0

I am dealing with hundreds of thousands of files,

I have to process those files 1-by-1, In doing so, I need to remember the files that are already processed.

All I can think of is strong the file path of each file in a lo----ong array, and then checking it every time for duplication.

But, I think that there should be some better way,

Is it possible for me to generate a KEY (which is a number) or something, that just remembers all the files that have been processed?

wnoise
  • 9,764
  • 37
  • 47
Alphaneo
  • 12,079
  • 22
  • 71
  • 89
  • see also http://stackoverflow.com/questions/2962207/constructing-a-hash-table-hash-function – Mark Elliot Nov 10 '10 at 05:21
  • 1
    What do you need to remember them for? It depends what you're going to with with this information. – John Kugelman Nov 10 '10 at 05:22
  • @J Kugelman, Means it's not a hash table, but just a single key that would just remember, if a particular string was already encountered or not. – Alphaneo Nov 10 '10 at 05:26
  • 1
    Take a look at [Bloom Filters](https://secure.wikimedia.org/wikipedia/en/wiki/Bloom_filter). They are not 100% accurate but they do satify your need of a "single key". – Abhinav Sarkar Nov 10 '10 at 05:52
  • @abhin4v I think Bloom Filters is the closest to what I was looking for, thank you. I am now looking into it. – Alphaneo Nov 16 '10 at 07:56

5 Answers5

3

You could use some kind of hash function (MD5, SHA1).

Pseudocode:

for each F in filelist
    hash = md5(F name)

    if not hash in storage
        process file F
        store hash in storage to remember

see https://www.rfc-editor.org/rfc/rfc1321 for a C implementation of MD5

Community
  • 1
  • 1
  • @RC Thanks for the response, can you please give some more detail. – Alphaneo Nov 10 '10 at 05:22
  • @RC Thankyou for the details, I think I need to rephrase my question. I am JUST interested in knowing if I have already processed the file using the filename. And a key that would let me know if I have processed the filename ... – Alphaneo Nov 10 '10 at 05:35
  • @Alphaneo, added clarification –  Nov 10 '10 at 05:41
  • 1
    This is no different to storing the path URLs...except it takes longer since you are hashing each file. I think his original question stated that he wants to be able to deduce from a SINGLE key which files have been processed and which have not. – Nico Huysamen Nov 10 '10 at 05:58
  • I suppose he wants to compute the hash for the file name. – starblue Nov 10 '10 at 15:52
2

There are probabilistic methods that give approximate results, but if you want to know for sure whether a string is one you've seen before or not, you must store all the strings you've seen so far, or equivalent information. It's a pigeonhole principle argument. Of course you can get by without doing a linear search of the strings you've seen so far using all sorts of different methods like hash tables, binary trees, etc.
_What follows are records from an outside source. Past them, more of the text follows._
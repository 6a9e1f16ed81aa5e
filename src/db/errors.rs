//! # Database Errors
//!
//! Error types for the connection and statement layer.

use thiserror::Error;

/// Result type for database operations
pub type DbResult<T> = Result<T, DbError>;

/// Failures talking to the external database
#[derive(Debug, Error)]
pub enum DbError {
    /// The connection could not be established
    #[error("unable to connect: {0}")]
    Connect(String),

    /// The connection attempt exceeded the configured timeout
    #[error("connection timed out after {0}s")]
    ConnectTimeout(u64),

    /// The async runtime backing the session could not be built
    #[error("runtime error: {0}")]
    Runtime(String),

    /// The database rejected a statement
    #[error("{0}")]
    Statement(String),

    /// A value in a result row could not be decoded
    #[error("cannot decode column '{column}': {reason}")]
    Decode { column: String, reason: String },

    /// The session was already closed
    #[error("connection is closed")]
    Closed,
}

impl DbError {
    /// Stable error code for logs
    pub fn code(&self) -> &'static str {
        match self {
            DbError::Connect(_) => "HOSP_DB_CONNECT_FAILED",
            DbError::ConnectTimeout(_) => "HOSP_DB_CONNECT_TIMEOUT",
            DbError::Runtime(_) => "HOSP_DB_RUNTIME",
            DbError::Statement(_) => "HOSP_DB_STATEMENT_FAILED",
            DbError::Decode { .. } => "HOSP_DB_DECODE_FAILED",
            DbError::Closed => "HOSP_DB_CLOSED",
        }
    }

    /// Whether the error ends the session
    pub fn is_fatal(&self) -> bool {
        matches!(
            self,
            DbError::Connect(_) | DbError::ConnectTimeout(_) | DbError::Runtime(_) | DbError::Closed
        )
    }
}

impl From<sqlx::Error> for DbError {
    fn from(e: sqlx::Error) -> Self {
        match e {
            sqlx::Error::Database(db) => DbError::Statement(db.message().to_string()),
            sqlx::Error::ColumnDecode { index, source } => DbError::Decode {
                column: index,
                reason: source.to_string(),
            },
            // the socket is gone; nothing further can be sent
            lost @ (sqlx::Error::Io(_)
            | sqlx::Error::Tls(_)
            | sqlx::Error::Protocol(_)
            | sqlx::Error::WorkerCrashed) => DbError::Connect(lost.to_string()),
            other => DbError::Statement(other.to_string()),
        }
    }
}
R.. GitHub STOP HELPING ICE
  • 208,859
  • 35
  • 376
  • 711
2

If I understand your question correctly, you want to create a SINGLE key that should take on a specific value, and from that value you should be able to deduce which files have been processed already? I don't know if you are going to be able to do that, simply from the point that your space is quite big and generating unique key presentations in such a huge space requires a lot of memory.

As mentioned, what you can do is simply to store each path URL in a HashSet. Putting a hundred thousand entries into the Set is not that bad, and lookup time is amortized constant time O(1), so it will be quite fast.

Nico Huysamen
  • 10,217
  • 9
  • 62
  • 88
2

Bloom filter can solve your problem. Idea of bloom filter is simple. It begins with having an empty array of some length, with all its members having zero value. We shall have K number of hash functions. When ever we need to insert an item to the bloom filter, we has the item with all K hash functions. These hash functions would get K indexes on the bloom filter. For these indexes, we need to change the member value as 1. To check if an item exists in the bloom filter, simply hash it with all of the K hashes and check the corresponding array indexes. If all of them are 1's , the item is present in the bloom filter.

Kindly note that bloom filter can provide false positive results. But this would never give false negative results. You need to tweak the bloom filter algorithm to address these false positive case.

kjoshi
  • 21
  • 2
1

What you need, IMHO, is a some sort of tree or hash based set implementation. It is basically a data structure that supports very fast add, remove and query operations and keeps only one instance of each elements (i.e. no duplicates). A few hundred thousand strings (assuming they are themselves not hundreds of thousands characters long) should not be problem for such a data structure.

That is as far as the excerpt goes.